##### THE INPUT #####

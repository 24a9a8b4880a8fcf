//! Browser implementations of the core's host traits.
//!
//! Scene-side effects (part visibility, materials, animator triggers) go to
//! the page's `configuratorScene` JS object that owns the WebGL scene; windows,
//! widgets, audio and navigation are plain DOM.

use crate::constants::{CLASS_PULSE, CLASS_SELECTED, INFO_LAYER_ID, LOADING_ID, WIDGET_BAR_ID};
use crate::dom;
use crate::input;
use configurator_core::{
    AccessoryVariant, AnimationHost, AttachmentToggle, AudioHost, HighlightHost, Hosts,
    InfoWindowSpec, NavigationHost, OrbitCamera, UiHost, VisibilityHost, Widget, WindowHandle,
    WindowHost,
};
use fnv::FnvHashMap;
use glam::{Vec2, Vec3, Vec4};
use std::cell::{Cell, RefCell};
use std::rc::Rc;
use wasm_bindgen::prelude::*;
use wasm_bindgen::JsCast;
use web_sys as web;

#[wasm_bindgen]
extern "C" {
    #[wasm_bindgen(catch, js_namespace = configuratorScene, js_name = setPartVisible)]
    fn scene_set_part_visible(part: &str, visible: bool) -> Result<(), JsValue>;
    #[wasm_bindgen(catch, js_namespace = configuratorScene, js_name = setPartOpacity)]
    fn scene_set_part_opacity(part: &str, opacity: f32) -> Result<(), JsValue>;
    #[wasm_bindgen(catch, js_namespace = configuratorScene, js_name = setPartLocalPosition)]
    fn scene_set_part_local_position(part: &str, x: f32, y: f32, z: f32) -> Result<(), JsValue>;
    #[wasm_bindgen(catch, js_namespace = configuratorScene, js_name = setMaterialColor)]
    fn scene_set_material_color(renderer: &str, r: f32, g: f32, b: f32, a: f32)
        -> Result<(), JsValue>;
    #[wasm_bindgen(catch, js_namespace = configuratorScene, js_name = getMaterialColor)]
    fn scene_material_color(renderer: &str) -> Result<JsValue, JsValue>;
    #[wasm_bindgen(catch, js_namespace = configuratorScene, js_name = triggerAnimation)]
    fn scene_trigger_animation(animator: &str, trigger: &str) -> Result<(), JsValue>;
    #[wasm_bindgen(catch, js_namespace = configuratorScene, js_name = setCamera)]
    fn scene_set_camera(eye: &[f32], target: &[f32], fovy: f32) -> Result<(), JsValue>;
}

fn report(what: &str, id: &str, result: Result<(), JsValue>) {
    if let Err(e) = result {
        log::error!("[scene] {} {} failed: {:?}", what, id, e);
    }
}

/// Hand the orbit camera to the page's renderer.
pub fn push_camera(camera: &OrbitCamera) {
    let eye = camera.eye().to_array();
    let target = camera.target.to_array();
    // called every frame; keep failures out of the error log
    if let Err(e) = scene_set_camera(&eye, &target, camera.fovy_radians) {
        log::debug!("[scene] setCamera failed: {:?}", e);
    }
}

pub struct WebSceneHost;

impl VisibilityHost for WebSceneHost {
    fn set_part_visible(&self, part: &str, visible: bool) {
        report("setPartVisible", part, scene_set_part_visible(part, visible));
    }
    fn set_part_opacity(&self, part: &str, opacity: f32) {
        report("setPartOpacity", part, scene_set_part_opacity(part, opacity));
    }
    fn set_part_local_position(&self, part: &str, position: Vec3) {
        report(
            "setPartLocalPosition",
            part,
            scene_set_part_local_position(part, position.x, position.y, position.z),
        );
    }
}

impl HighlightHost for WebSceneHost {
    fn set_material_color(&self, renderer: &str, color: Vec4) {
        report(
            "setMaterialColor",
            renderer,
            scene_set_material_color(renderer, color.x, color.y, color.z, color.w),
        );
    }

    fn material_color(&self, renderer: &str) -> Option<Vec4> {
        let value = scene_material_color(renderer).ok()?;
        if !js_sys::Array::is_array(&value) {
            return None;
        }
        let arr = js_sys::Array::from(&value);
        let channel = |i: u32| arr.get(i).as_f64().map(|v| v as f32);
        Some(Vec4::new(
            channel(0)?,
            channel(1)?,
            channel(2)?,
            channel(3).unwrap_or(1.0),
        ))
    }
}

impl AnimationHost for WebSceneHost {
    fn trigger_animation(&self, animator: &str, trigger: &str) {
        report("triggerAnimation", animator, scene_trigger_animation(animator, trigger));
    }
}

pub struct WebAudioHost {
    pub base_path: String,
}

impl AudioHost for WebAudioHost {
    fn play_one_shot(&self, clip: &str) {
        let src = format!("{}/{}.mp3", self.base_path, clip);
        match web::HtmlAudioElement::new_with_src(&src) {
            Ok(el) => {
                // autoplay may be blocked until the first user gesture
                _ = el.play();
            }
            Err(e) => log::error!("[audio] {} failed: {:?}", src, e),
        }
    }
}

pub struct WebNavigationHost;

impl NavigationHost for WebNavigationHost {
    fn open_external_page(&self, url: &str) {
        if let Some(w) = web::window() {
            if let Err(e) = w.open_with_url_and_target(url, "_blank") {
                log::error!("[nav] open {} failed: {:?}", url, e);
            }
        }
    }
}

/// Info windows as absolutely positioned cards over the canvas.
pub struct DomWindowHost {
    document: web::Document,
    canvas: web::HtmlCanvasElement,
    camera: Rc<RefCell<OrbitCamera>>,
    next: Cell<u32>,
    windows: RefCell<FnvHashMap<u32, (web::Element, Vec3)>>,
}

impl DomWindowHost {
    pub fn new(
        document: web::Document,
        canvas: web::HtmlCanvasElement,
        camera: Rc<RefCell<OrbitCamera>>,
    ) -> Self {
        Self {
            document,
            canvas,
            camera,
            next: Cell::new(1),
            windows: RefCell::new(FnvHashMap::default()),
        }
    }

    fn build_card(&self, spec: &InfoWindowSpec) -> Result<web::Element, JsValue> {
        let card = self.document.create_element("div")?;
        card.set_class_name("info-window");
        if let Some(icon) = &spec.icon {
            let img = self.document.create_element("img")?;
            img.set_attribute("src", icon)?;
            card.append_child(&img)?;
        }
        let title = self.document.create_element("h3")?;
        title.set_text_content(Some(&spec.title));
        card.append_child(&title)?;
        let body = self.document.create_element("p")?;
        body.set_text_content(Some(&spec.description));
        card.append_child(&body)?;

        card.set_attribute("style", "opacity:0")?;
        self.place_card(&card, spec.anchor);
        Ok(card)
    }

    /// Pin the card to the screen position of `anchor` under the current camera.
    fn place_card(&self, card: &web::Element, anchor: Vec3) {
        let Some(el) = card.dyn_ref::<web::HtmlElement>() else {
            return;
        };
        let rect = self.canvas.get_bounding_client_rect();
        let (w, h) = (rect.width() as f32, rect.height() as f32);
        let pos = match self.camera.borrow().project(anchor) {
            Some(ndc) => input::ndc_to_canvas(ndc.truncate(), w, h),
            None => Vec2::new(w * 0.5, h * 0.5),
        };
        let style = el.style();
        _ = style.set_property("left", &format!("{:.0}px", pos.x));
        _ = style.set_property("top", &format!("{:.0}px", pos.y));
    }
}

impl WindowHost for DomWindowHost {
    fn create_info_window(&self, spec: &InfoWindowSpec) -> Option<WindowHandle> {
        let layer = self.document.get_element_by_id(INFO_LAYER_ID)?;
        let card = match self.build_card(spec) {
            Ok(c) => c,
            Err(e) => {
                log::error!("[window] build {} failed: {:?}", spec.title, e);
                return None;
            }
        };
        if let Err(e) = layer.append_child(&card) {
            log::error!("[window] attach {} failed: {:?}", spec.title, e);
            return None;
        }
        let id = self.next.get();
        self.next.set(id.wrapping_add(1));
        self.windows.borrow_mut().insert(id, (card, spec.anchor));
        Some(WindowHandle(id))
    }

    fn destroy_window(&self, handle: WindowHandle) {
        if let Some((card, _)) = self.windows.borrow_mut().remove(&handle.0) {
            card.remove();
        }
    }

    fn set_window_opacity(&self, handle: WindowHandle, opacity: f32) {
        let windows = self.windows.borrow();
        let Some((card, anchor)) = windows.get(&handle.0) else {
            return;
        };
        // called every tick while the window lives, so it also follows camera orbits
        self.place_card(card, *anchor);
        if let Some(el) = card.dyn_ref::<web::HtmlElement>() {
            _ = el.style().set_property("opacity", &format!("{:.3}", opacity));
        }
    }
}

pub fn accessory_widget_id(variant: AccessoryVariant) -> String {
    format!("btn-accessory-{}", variant.name().to_lowercase())
}

pub fn toggle_widget_id(toggle: AttachmentToggle) -> &'static str {
    match toggle {
        AttachmentToggle::Primary => "toggle-primary",
        AttachmentToggle::Secondary => "toggle-secondary",
        AttachmentToggle::Both => "toggle-both",
    }
}

pub fn widget_id(widget: Widget) -> String {
    match widget {
        Widget::Accessory(v) => accessory_widget_id(v),
        Widget::Toggle(t) => toggle_widget_id(t).to_string(),
        Widget::Checkout => "btn-checkout".to_string(),
        Widget::ArView => "btn-ar".to_string(),
    }
}

pub struct DomUiHost {
    pub document: web::Document,
}

impl UiHost for DomUiHost {
    fn set_accessory_selected(&self, variant: AccessoryVariant, selected: bool) {
        dom::set_class(
            &self.document,
            &accessory_widget_id(variant),
            CLASS_SELECTED,
            selected,
        );
    }

    fn set_toggle_state(&self, toggle: AttachmentToggle, on: bool) {
        let id = toggle_widget_id(toggle);
        dom::set_class(&self.document, id, CLASS_SELECTED, on);
        if let Some(el) = self.document.get_element_by_id(id) {
            _ = el.set_attribute("aria-pressed", if on { "true" } else { "false" });
        }
    }

    fn set_interactable(&self, interactable: bool) {
        dom::set_class(&self.document, WIDGET_BAR_ID, "disabled", !interactable);
    }

    fn set_loading_visible(&self, visible: bool) {
        dom::set_visible(&self.document, LOADING_ID, visible);
    }

    fn pulse_widget(&self, widget: Widget) {
        let Some(el) = self.document.get_element_by_id(&widget_id(widget)) else {
            return;
        };
        let cl = el.class_list();
        _ = cl.remove_1(CLASS_PULSE);
        // force a reflow so the CSS animation restarts
        if let Some(h) = el.dyn_ref::<web::HtmlElement>() {
            _ = h.offset_width();
        }
        _ = cl.add_1(CLASS_PULSE);
    }
}

/// Wire every browser host into the bundle the session consumes.
pub fn browser_hosts(
    document: &web::Document,
    canvas: &web::HtmlCanvasElement,
    camera: Rc<RefCell<OrbitCamera>>,
) -> Hosts {
    let scene = Rc::new(WebSceneHost);
    Hosts {
        visibility: Some(scene.clone()),
        highlight: Some(scene.clone()),
        animation: Some(scene),
        audio: Some(Rc::new(WebAudioHost {
            base_path: "audio".into(),
        })),
        window: Some(Rc::new(DomWindowHost::new(
            document.clone(),
            canvas.clone(),
            camera,
        ))),
        navigation: Some(Rc::new(WebNavigationHost)),
        ui: Some(Rc::new(DomUiHost {
            document: document.clone(),
        })),
    }
}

#####

EXERCISE DESCRIPTION: Report each line in the data that holds the word "VisibilityHost".

SOLUTION TO THE EXERCISE:
    InfoWindowSpec, NavigationHost, OrbitCamera, UiHost, VisibilityHost, Widget, WindowHandle,
impl VisibilityHost for WebSceneHost {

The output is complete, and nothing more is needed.